The ispell home page is http://ficus-www.cs.ucla.edu/geoff/ispell.html, and the source may be found at ftp://ftp.gnu.org/gnu/non-gnu/ispell/.[5] The aspell home page is http://aspell.net/, and the source is at ftp://ftp.gnu.org/gnu/aspell/.
Both programs provide basic batch spellchecking. They also share the same quirk, which is that their results are not sorted, and duplicate bad words are not suppressed. (Unix spell has neither of these problems.) Thus, one prominent GNU/Linux vendor has the following shell script in /usr/bin/spell:
#!/bin/sh
# aspell -l mimicks the standard unix spell program, roughly.
cat "$@" | aspell -l --mode=none | sort -u
The —mode option causes aspell to ignore certain kinds of markup, such as SGML and TEX. Here, --mode=none indicates that no filtering should be done. The sort -u command sorts the output and suppresses duplicates, producing output of the nature expected by an experienced Unix user. This could also be done using ispell:
cat "$@" | ispell -l | sort -u
We could enhance this script in two different ways to provide a personal dictionary the same way Unix spell does. The first replacement spell script is provided in Example 12-1.
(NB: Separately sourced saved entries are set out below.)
//! x86_64 Linux syscall wrappers
//!
//! # Calling Convention
//! - Syscall number in RAX
//! - Arguments in RDI, RSI, RDX, R10, R8, R9
//! - Return value in RAX
//! - RCX and R11 are clobbered by the syscall instruction
//!
//! None of the asm blocks pass `nomem` or `readonly`: the kernel may read or
//! write any memory reachable through the arguments, so the compiler has to
//! treat every call as a full memory barrier.
//!
//! Every wrapper returns the raw RAX value. Negative values in
//! `-4095..=-1` are `-errno`; see [`crate::Errno::demux`] for a checked view.

use super::FileStat;

// ============================================================================
// x86_64 Linux syscall numbers
// ============================================================================

pub const SYS_READ: u64 = 0;
pub const SYS_WRITE: u64 = 1;
pub const SYS_OPEN: u64 = 2;
pub const SYS_CLOSE: u64 = 3;
pub const SYS_STAT: u64 = 4;
pub const SYS_MMAP: u64 = 9;
pub const SYS_MUNMAP: u64 = 11;
pub const SYS_IOCTL: u64 = 16;
pub const SYS_EXIT: u64 = 60;
pub const SYS_EXIT_GROUP: u64 = 231;

// ============================================================================
// Syscall wrapper functions
// ============================================================================

/// read(fd, buf, len)
///
/// Returns the number of bytes read, which may be short.
#[inline(always)]
pub fn sys_read(fd: u64, buf: *mut u8, len: u64) -> i64 {
    let ret: i64;
    unsafe {
        core::arch::asm!(
            "syscall",
            in("rax") SYS_READ,
            in("rdi") fd,
            in("rsi") buf,
            in("rdx") len,
            lateout("rax") ret,
            out("rcx") _,
            out("r11") _,
            options(nostack),
        );
    }
    ret
}

/// write(fd, buf, len)
///
/// Returns the number of bytes written, which may be short.
#[inline(always)]
pub fn sys_write(fd: u64, buf: *const u8, len: u64) -> i64 {
    let ret: i64;
    unsafe {
        core::arch::asm!(
            "syscall",
            in("rax") SYS_WRITE,
            in("rdi") fd,
            in("rsi") buf,
            in("rdx") len,
            lateout("rax") ret,
            out("rcx") _,
            out("r11") _,
            options(nostack),
        );
    }
    ret
}

/// open(path, flags, mode)
///
/// `path` must be NUL-terminated.
#[inline(always)]
pub fn sys_open(path: *const u8, flags: u32, mode: u32) -> i64 {
    let ret: i64;
    unsafe {
        core::arch::asm!(
            "syscall",
            in("rax") SYS_OPEN,
            in("rdi") path,
            in("rsi") flags as u64,
            in("rdx") mode as u64,
            lateout("rax") ret,
            out("rcx") _,
            out("r11") _,
            options(nostack),
        );
    }
    ret
}

/// close(fd)
#[inline(always)]
pub fn sys_close(fd: u64) -> i64 {
    let ret: i64;
    unsafe {
        core::arch::asm!(
            "syscall",
            in("rax") SYS_CLOSE,
            in("rdi") fd,
            lateout("rax") ret,
            out("rcx") _,
            out("r11") _,
            options(nostack),
        );
    }
    ret
}

/// stat(pathname, statbuf)
///
/// `statbuf` is only written on success.
#[inline(always)]
pub fn sys_stat(pathname: *const u8, statbuf: *mut FileStat) -> i64 {
    let ret: i64;
    unsafe {
        core::arch::asm!(
            "syscall",
            in("rax") SYS_STAT,
            in("rdi") pathname,
            in("rsi") statbuf,
            lateout("rax") ret,
            out("rcx") _,
            out("r11") _,
            options(nostack),
        );
    }
    ret
}

/// mmap(addr, length, prot, flags, fd, offset)
///
/// `addr` is a placement hint (0 lets the kernel choose) and is passed
/// through untouched. On success the mapping's base address is returned.
#[inline(always)]
pub fn sys_mmap(addr: u64, length: u64, prot: u32, flags: u32, fd: i32, offset: u64) -> i64 {
    let ret: i64;
    unsafe {
        core::arch::asm!(
            "syscall",
            in("rax") SYS_MMAP,
            in("rdi") addr,
            in("rsi") length,
            in("rdx") prot as u64,
            in("r10") flags as u64,
            in("r8") fd as i64 as u64,
            in("r9") offset,
            lateout("rax") ret,
            out("rcx") _,
            out("r11") _,
            options(nostack),
        );
    }
    ret
}

/// munmap(addr, length) - unmap memory
#[inline(always)]
pub fn sys_munmap(addr: u64, length: u64) -> i64 {
    let ret: i64;
    unsafe {
        core::arch::asm!(
            "syscall",
            in("rax") SYS_MUNMAP,
            in("rdi") addr,
            in("rsi") length,
            lateout("rax") ret,
            out("rcx") _,
            out("r11") _,
            options(nostack),
        );
    }
    ret
}

/// ioctl(fd, request, arg) - device control
///
/// Whatever `arg` points at may be read or written by the driver.
#[inline(always)]
pub fn sys_ioctl(fd: u64, request: u64, arg: *mut u8) -> i64 {
    let ret: i64;
    unsafe {
        core::arch::asm!(
            "syscall",
            in("rax") SYS_IOCTL,
            in("rdi") fd,
            in("rsi") request,
            in("rdx") arg,
            lateout("rax") ret,
            out("rcx") _,
            out("r11") _,
            options(nostack),
        );
    }
    ret
}

/// exit(status) - terminate the calling process
///
/// The status is handed to the kernel unmodified; the parent sees its low
/// byte. Strictly this ends the calling thread, which is the whole process
/// as long as no other threads were spawned. Use [`sys_exit_group`] otherwise.
#[inline(always)]
pub fn sys_exit(status: u64) -> ! {
    unsafe {
        core::arch::asm!(
            "syscall",
            in("rax") SYS_EXIT,
            in("rdi") status,
            options(noreturn, nostack),
        );
    }
}

/// exit_group(status) - terminate every thread in the process
#[inline(always)]
pub fn sys_exit_group(status: u64) -> ! {
    unsafe {
        core::arch::asm!(
            "syscall",
            in("rax") SYS_EXIT_GROUP,
            in("rdi") status,
            options(noreturn, nostack),
        );
    }
}

// ============================================================================
// CPU clock
// ============================================================================

/// Read the time-stamp counter
///
/// Not serializing; successive reads on one core are monotonic but carry no
/// wall-clock meaning.
#[inline(always)]
pub fn cpu_clock() -> u64 {
    let low: u32;
    let high: u32;
    unsafe {
        core::arch::asm!(
            "rdtsc",
            out("eax") low,
            out("edx") high,
            options(nomem, nostack, preserves_flags),
        );
    }
    ((high as u64) << 32) | low as u64
}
Example 12-1. A spell replacement using ispell
#!/bin/sh
# Unix spell treats a first argument of `+file' as providing a
# personal spelling list. Let's do that too.
mydict=
case $1 in
+?*) mydict=${1#+} # strip off leading +
mydict="-p $mydict"
shift
;;
esac
cat "$@" | ispell -l $mydict | sort -u
This works by simply looking for a first argument that begins with +, saving it in a variable, stripping off the + character, and then prepending the -p option. This is then passed on to the ispell invocation.
Unfortunately, this same technique does not work with aspell: it wants its dictionaries to be in a compiled binary format. To use aspell, we instead resort to the fgrep program, which can match multiple strings provided in a file. We add the -v option, which causes fgrep to print lines that do not match. The second replacement spell script is provided in Example 12-2.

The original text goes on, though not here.